# [Extracted records]
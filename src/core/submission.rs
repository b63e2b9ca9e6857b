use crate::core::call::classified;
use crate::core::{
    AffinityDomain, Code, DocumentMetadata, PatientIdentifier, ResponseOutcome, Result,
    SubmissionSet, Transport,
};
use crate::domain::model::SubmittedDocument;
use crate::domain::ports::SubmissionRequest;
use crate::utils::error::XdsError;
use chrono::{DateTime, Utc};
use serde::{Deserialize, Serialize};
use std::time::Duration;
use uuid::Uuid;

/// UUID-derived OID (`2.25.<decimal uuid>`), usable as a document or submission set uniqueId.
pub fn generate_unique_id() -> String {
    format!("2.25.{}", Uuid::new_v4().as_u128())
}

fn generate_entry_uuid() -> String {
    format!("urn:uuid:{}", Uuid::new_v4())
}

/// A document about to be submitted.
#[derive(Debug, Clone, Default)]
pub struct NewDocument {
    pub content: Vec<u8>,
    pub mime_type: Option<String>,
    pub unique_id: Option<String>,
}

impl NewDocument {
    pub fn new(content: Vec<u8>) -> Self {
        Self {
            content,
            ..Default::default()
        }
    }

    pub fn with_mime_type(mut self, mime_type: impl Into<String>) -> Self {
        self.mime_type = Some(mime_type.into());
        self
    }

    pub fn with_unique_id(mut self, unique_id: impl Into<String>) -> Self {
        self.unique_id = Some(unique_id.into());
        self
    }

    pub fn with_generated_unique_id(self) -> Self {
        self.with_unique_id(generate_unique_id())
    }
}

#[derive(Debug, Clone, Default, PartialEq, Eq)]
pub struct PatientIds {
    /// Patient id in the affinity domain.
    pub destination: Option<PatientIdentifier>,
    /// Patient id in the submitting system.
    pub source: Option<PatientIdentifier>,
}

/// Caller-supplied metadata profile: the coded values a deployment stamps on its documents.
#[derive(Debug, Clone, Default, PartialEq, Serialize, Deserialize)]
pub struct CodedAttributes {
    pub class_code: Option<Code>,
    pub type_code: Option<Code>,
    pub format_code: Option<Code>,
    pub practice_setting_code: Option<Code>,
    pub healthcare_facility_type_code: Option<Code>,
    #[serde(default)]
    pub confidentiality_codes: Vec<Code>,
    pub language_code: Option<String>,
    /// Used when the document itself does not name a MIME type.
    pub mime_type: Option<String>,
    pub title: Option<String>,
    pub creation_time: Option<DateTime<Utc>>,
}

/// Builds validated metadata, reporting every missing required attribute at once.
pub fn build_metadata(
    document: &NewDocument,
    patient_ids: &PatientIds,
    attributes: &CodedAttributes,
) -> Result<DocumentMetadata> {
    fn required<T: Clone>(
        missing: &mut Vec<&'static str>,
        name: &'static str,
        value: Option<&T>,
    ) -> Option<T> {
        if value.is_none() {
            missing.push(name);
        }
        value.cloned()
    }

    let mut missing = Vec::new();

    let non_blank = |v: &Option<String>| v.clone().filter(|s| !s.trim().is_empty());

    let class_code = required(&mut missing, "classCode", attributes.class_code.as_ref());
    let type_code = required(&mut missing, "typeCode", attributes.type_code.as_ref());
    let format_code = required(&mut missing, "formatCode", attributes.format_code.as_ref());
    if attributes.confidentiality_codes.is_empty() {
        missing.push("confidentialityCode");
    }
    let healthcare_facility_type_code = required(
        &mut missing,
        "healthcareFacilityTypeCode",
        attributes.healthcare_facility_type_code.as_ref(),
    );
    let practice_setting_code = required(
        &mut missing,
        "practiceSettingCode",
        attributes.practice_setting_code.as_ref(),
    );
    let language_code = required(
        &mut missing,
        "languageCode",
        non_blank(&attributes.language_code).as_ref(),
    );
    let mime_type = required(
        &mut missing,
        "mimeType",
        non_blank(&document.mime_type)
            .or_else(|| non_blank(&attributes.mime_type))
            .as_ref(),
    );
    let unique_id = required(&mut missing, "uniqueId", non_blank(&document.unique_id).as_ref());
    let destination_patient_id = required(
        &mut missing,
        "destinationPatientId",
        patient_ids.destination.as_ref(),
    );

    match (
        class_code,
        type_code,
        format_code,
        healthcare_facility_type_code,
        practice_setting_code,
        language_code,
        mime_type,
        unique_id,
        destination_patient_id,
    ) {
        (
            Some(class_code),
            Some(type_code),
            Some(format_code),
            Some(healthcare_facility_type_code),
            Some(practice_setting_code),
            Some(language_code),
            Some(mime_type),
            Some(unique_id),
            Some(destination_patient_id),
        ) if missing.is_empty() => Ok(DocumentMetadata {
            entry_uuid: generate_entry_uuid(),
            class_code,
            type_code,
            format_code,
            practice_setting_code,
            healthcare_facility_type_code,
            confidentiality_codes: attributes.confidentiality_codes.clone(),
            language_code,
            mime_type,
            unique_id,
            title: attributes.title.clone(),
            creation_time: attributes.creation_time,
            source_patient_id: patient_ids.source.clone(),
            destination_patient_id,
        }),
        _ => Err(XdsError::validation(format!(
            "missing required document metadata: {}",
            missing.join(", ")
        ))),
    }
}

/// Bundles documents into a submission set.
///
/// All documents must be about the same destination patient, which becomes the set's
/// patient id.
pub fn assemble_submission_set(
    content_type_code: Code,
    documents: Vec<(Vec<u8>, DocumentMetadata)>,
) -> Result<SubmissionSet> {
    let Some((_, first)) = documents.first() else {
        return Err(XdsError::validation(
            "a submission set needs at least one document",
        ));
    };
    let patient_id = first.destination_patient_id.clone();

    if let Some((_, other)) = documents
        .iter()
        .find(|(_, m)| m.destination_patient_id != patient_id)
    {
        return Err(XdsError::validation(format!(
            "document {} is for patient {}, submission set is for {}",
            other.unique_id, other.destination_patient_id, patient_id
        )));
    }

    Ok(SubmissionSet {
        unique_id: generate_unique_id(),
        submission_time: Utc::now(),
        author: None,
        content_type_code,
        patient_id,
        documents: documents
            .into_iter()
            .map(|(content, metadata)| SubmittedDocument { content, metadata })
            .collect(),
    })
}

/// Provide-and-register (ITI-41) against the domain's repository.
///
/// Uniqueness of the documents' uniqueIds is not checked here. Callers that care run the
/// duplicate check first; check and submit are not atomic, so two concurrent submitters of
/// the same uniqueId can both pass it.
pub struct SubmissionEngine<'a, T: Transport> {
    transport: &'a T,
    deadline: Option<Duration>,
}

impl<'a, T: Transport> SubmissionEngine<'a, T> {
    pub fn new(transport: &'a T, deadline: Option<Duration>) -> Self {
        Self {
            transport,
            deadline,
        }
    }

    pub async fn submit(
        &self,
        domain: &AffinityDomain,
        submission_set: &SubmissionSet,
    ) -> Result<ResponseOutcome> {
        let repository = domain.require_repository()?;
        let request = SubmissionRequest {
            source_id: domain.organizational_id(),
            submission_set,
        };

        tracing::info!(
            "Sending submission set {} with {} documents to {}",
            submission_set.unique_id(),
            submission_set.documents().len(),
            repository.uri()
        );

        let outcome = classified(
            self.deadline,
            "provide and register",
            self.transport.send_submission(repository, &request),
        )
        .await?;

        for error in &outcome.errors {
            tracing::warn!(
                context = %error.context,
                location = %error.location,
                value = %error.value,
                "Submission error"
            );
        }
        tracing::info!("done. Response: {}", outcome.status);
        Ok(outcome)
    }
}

==

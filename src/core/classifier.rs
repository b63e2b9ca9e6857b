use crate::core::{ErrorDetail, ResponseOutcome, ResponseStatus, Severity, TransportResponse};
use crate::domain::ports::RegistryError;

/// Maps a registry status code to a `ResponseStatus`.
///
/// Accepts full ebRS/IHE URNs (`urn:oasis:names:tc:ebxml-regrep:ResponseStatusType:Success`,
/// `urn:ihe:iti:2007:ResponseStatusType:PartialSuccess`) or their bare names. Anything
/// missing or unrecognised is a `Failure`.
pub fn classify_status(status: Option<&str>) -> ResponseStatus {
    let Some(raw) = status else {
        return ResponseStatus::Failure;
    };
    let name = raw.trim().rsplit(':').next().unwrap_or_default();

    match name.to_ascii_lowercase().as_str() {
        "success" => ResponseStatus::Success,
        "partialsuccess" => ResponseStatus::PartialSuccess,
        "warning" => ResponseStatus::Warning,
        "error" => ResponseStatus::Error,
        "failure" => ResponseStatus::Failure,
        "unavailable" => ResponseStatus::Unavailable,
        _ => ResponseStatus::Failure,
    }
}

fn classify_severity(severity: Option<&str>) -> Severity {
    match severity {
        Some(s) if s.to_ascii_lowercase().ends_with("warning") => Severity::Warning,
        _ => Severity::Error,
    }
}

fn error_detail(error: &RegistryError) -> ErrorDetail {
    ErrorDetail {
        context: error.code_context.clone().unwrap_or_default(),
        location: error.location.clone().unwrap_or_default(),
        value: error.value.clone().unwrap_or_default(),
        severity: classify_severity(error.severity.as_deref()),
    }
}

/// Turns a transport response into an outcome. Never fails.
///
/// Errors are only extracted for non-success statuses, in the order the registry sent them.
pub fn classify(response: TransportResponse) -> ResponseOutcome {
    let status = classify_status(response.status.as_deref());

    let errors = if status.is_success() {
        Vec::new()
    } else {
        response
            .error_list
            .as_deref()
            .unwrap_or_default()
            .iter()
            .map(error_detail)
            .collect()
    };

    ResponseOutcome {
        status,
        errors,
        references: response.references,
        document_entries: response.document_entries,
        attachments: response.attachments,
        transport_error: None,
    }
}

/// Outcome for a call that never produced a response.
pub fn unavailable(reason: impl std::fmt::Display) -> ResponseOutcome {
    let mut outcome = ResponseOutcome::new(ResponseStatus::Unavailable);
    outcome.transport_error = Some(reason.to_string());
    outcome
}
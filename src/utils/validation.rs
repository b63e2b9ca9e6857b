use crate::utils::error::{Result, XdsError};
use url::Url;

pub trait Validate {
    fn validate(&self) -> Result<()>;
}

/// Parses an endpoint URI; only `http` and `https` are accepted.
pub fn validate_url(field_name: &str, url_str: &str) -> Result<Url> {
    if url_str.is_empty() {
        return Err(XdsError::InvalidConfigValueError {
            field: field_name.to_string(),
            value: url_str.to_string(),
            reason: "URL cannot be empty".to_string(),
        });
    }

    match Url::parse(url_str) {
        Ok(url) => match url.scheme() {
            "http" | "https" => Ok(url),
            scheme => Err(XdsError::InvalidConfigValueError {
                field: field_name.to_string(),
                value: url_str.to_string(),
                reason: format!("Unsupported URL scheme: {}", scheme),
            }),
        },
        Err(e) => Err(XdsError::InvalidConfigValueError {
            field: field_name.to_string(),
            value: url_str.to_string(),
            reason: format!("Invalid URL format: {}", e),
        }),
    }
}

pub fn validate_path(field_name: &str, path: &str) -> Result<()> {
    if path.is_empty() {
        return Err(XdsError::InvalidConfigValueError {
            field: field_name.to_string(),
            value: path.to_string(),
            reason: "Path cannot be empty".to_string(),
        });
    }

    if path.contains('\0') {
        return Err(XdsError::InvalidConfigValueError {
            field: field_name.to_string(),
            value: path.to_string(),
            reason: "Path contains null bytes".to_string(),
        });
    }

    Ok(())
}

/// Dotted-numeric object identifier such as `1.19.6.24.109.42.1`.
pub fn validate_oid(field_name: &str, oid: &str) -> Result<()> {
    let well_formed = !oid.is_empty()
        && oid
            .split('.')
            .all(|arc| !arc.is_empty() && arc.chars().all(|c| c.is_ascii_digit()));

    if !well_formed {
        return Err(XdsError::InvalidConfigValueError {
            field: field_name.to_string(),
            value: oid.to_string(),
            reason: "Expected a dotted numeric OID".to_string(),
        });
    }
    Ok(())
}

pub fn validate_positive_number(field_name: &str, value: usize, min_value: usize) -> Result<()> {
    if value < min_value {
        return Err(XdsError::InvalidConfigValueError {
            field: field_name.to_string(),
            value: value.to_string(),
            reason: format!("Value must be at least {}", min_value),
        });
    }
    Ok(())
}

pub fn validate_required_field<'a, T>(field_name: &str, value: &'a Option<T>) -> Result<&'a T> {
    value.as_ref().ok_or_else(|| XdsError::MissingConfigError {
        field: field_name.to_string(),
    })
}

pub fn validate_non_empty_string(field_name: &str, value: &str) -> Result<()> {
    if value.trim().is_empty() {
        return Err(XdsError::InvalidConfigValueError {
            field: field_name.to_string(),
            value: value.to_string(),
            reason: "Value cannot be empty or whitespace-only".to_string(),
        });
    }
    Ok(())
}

# [Your goal]
Where does "RegistryError" appear in the listing? Show every line that has it.

# [Written solution]
use crate::domain::ports::RegistryError;
fn error_detail(error: &RegistryError) -> ErrorDetail {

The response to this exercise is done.